Stored data entries

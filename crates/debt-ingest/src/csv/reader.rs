//! Raw table loading with an ordered encoding fallback.

use std::path::Path;

use csv::ReaderBuilder;
use encoding_rs::Encoding;
use serde::{Deserialize, Serialize};
use tracing::{debug, info, warn};

use crate::error::{IngestError, Result};

use super::table::RawTable;

/// Encodings tried when none are configured, in order.
pub const DEFAULT_ENCODINGS: &[&str] = &["utf-8", "latin1", "cp1252", "iso-8859-1"];

/// Options for loading the raw table.
#[derive(Debug, Clone, PartialEq, Eq, Serialize, Deserialize)]
pub struct IngestOptions {
    /// WHATWG encoding labels, tried in order until one decodes and parses.
    pub encodings: Vec<String>,
}

impl Default for IngestOptions {
    fn default() -> Self {
        Self {
            encodings: DEFAULT_ENCODINGS.iter().map(|e| (*e).to_string()).collect(),
        }
    }
}

impl IngestOptions {
    #[must_use]
    pub fn with_encodings(mut self, encodings: Vec<String>) -> Self {
        if !encodings.is_empty() {
            self.encodings = encodings;
        }
        self
    }
}

/// Reads the raw wide table at `path`.
///
/// Each configured encoding is tried in turn; the first that decodes
/// without malformed sequences and parses as CSV wins. Fails only when the
/// file is missing, unreadable, empty, or no encoding succeeds.
pub fn read_raw_table(path: &Path, options: &IngestOptions) -> Result<RawTable> {
    let bytes = std::fs::read(path).map_err(|e| {
        if e.kind() == std::io::ErrorKind::NotFound {
            IngestError::FileNotFound {
                path: path.to_path_buf(),
            }
        } else {
            IngestError::FileRead {
                path: path.to_path_buf(),
                source: e,
            }
        }
    })?;
    let table = read_raw_table_from_bytes(&bytes, path, options)?;
    info!(
        path = %path.display(),
        encoding = %table.encoding,
        rows = table.row_count(),
        columns = table.headers.len(),
        "raw table loaded"
    );
    Ok(table)
}

/// Decodes and parses an in-memory file. `path` is only used in errors.
pub fn read_raw_table_from_bytes(
    bytes: &[u8],
    path: &Path,
    options: &IngestOptions,
) -> Result<RawTable> {
    if bytes.iter().all(u8::is_ascii_whitespace) {
        return Err(IngestError::EmptyCsv {
            path: path.to_path_buf(),
        });
    }
    let mut attempts = Vec::with_capacity(options.encodings.len());
    for label in &options.encodings {
        attempts.push(label.clone());
        let Some(encoding) = Encoding::for_label(label.trim().as_bytes()) else {
            warn!(encoding = %label, "unknown encoding label");
            continue;
        };
        let Some(text) = encoding.decode_without_bom_handling_and_without_replacement(bytes)
        else {
            debug!(encoding = %label, path = %path.display(), "decode failed");
            continue;
        };
        let text: &str = &text;
        let text = text.strip_prefix('\u{feff}').unwrap_or(text);
        match parse_table(text) {
            Ok(Some(mut table)) => {
                table.encoding = encoding.name().to_string();
                return Ok(table);
            }
            Ok(None) => {
                return Err(IngestError::EmptyCsv {
                    path: path.to_path_buf(),
                });
            }
            Err(error) => {
                warn!(encoding = %label, path = %path.display(), %error, "csv parse failed");
            }
        }
    }
    Err(IngestError::NoEncoding {
        path: path.to_path_buf(),
        attempts,
    })
}

fn parse_table(text: &str) -> std::result::Result<Option<RawTable>, csv::Error> {
    let mut reader = ReaderBuilder::new()
        .has_headers(false)
        .flexible(true)
        .from_reader(text.as_bytes());
    let mut records = reader.records();
    let headers: Vec<String> = match records.next() {
        Some(record) => record?.iter().map(str::to_string).collect(),
        None => return Ok(None),
    };
    let mut rows = Vec::new();
    for record in records {
        let record = record?;
        let row: Vec<String> = record.iter().map(str::to_string).collect();
        if row.iter().all(|value| value.trim().is_empty()) {
            continue;
        }
        rows.push(row);
    }
    Ok(Some(RawTable::new(headers, rows)))
}

#[cfg(test)]
mod tests {
    use super::*;
    use std::io::Write;
    use tempfile::NamedTempFile;

    fn create_temp_csv(content: &[u8]) -> NamedTempFile {
        let mut file = NamedTempFile::new().unwrap();
        file.write_all(content).unwrap();
        file
    }

    #[test]
    fn test_reads_utf8_table() {
        let file = create_temp_csv(b"Indicator,2013,2014\nTotal External debt stocks,\"1,000\",1200\n");
        let table = read_raw_table(file.path(), &IngestOptions::default()).unwrap();

        assert_eq!(table.headers, vec!["Indicator", "2013", "2014"]);
        assert_eq!(table.rows.len(), 1);
        assert_eq!(table.rows[0][1], "1,000");
        assert_eq!(table.encoding, "UTF-8");
    }

    #[test]
    fn test_strips_utf8_bom_from_first_header() {
        let file = create_temp_csv("\u{feff}Indicator,2013\nA,1\n".as_bytes());
        let table = read_raw_table(file.path(), &IngestOptions::default()).unwrap();

        assert_eq!(table.indicator_column(), Some("Indicator"));
    }

    #[test]
    fn test_falls_back_to_single_byte_encoding() {
        let file = create_temp_csv(b"Indicator,2013\nCaf\xe9 loans,5\n");
        let table = read_raw_table(file.path(), &IngestOptions::default()).unwrap();

        assert_eq!(table.rows[0][0], "Caf\u{e9} loans");
        assert_eq!(table.encoding, "windows-1252");
    }

    #[test]
    fn test_fails_when_no_encoding_decodes() {
        let file = create_temp_csv(b"Indicator,2013\nCaf\xe9 loans,5\n");
        let options = IngestOptions::default().with_encodings(vec!["utf-8".to_string()]);
        let result = read_raw_table(file.path(), &options);

        assert!(matches!(result, Err(IngestError::NoEncoding { .. })));
    }

    #[test]
    fn test_unknown_labels_are_skipped() {
        let file = create_temp_csv(b"Indicator,2013\nA,5\n");
        let options = IngestOptions::default()
            .with_encodings(vec!["klingon".to_string(), "latin1".to_string()]);
        let table = read_raw_table(file.path(), &options).unwrap();

        assert_eq!(table.rows.len(), 1);
    }

    #[test]
    fn test_missing_file() {
        let result = read_raw_table(Path::new("/nonexistent/India.csv"), &IngestOptions::default());

        assert!(matches!(result, Err(IngestError::FileNotFound { .. })));
    }

    #[test]
    fn test_empty_file() {
        let file = create_temp_csv(b"");
        let result = read_raw_table(file.path(), &IngestOptions::default());

        assert!(matches!(result, Err(IngestError::EmptyCsv { .. })));
    }

    #[test]
    fn test_blank_rows_are_skipped_and_cells_kept_verbatim() {
        let file = create_temp_csv(b"Indicator,2013\n,\n Public sector ,7\n");
        let table = read_raw_table(file.path(), &IngestOptions::default()).unwrap();

        assert_eq!(table.rows.len(), 1);
        assert_eq!(table.rows[0][0], " Public sector ");
    }
}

* **INSTRUCTIONS FOR THE TASK**:
Copy all lines of the records in which the string "iter" can be found.

* **ANSWER TO THIS EXERCISE**:
            encodings: DEFAULT_ENCODINGS.iter().map(|e| (*e).to_string()).collect(),
    if bytes.iter().all(u8::is_ascii_whitespace) {
        Some(record) => record?.iter().map(str::to_string).collect(),
        let row: Vec<String> = record.iter().map(str::to_string).collect();
        if row.iter().all(|value| value.trim().is_empty()) {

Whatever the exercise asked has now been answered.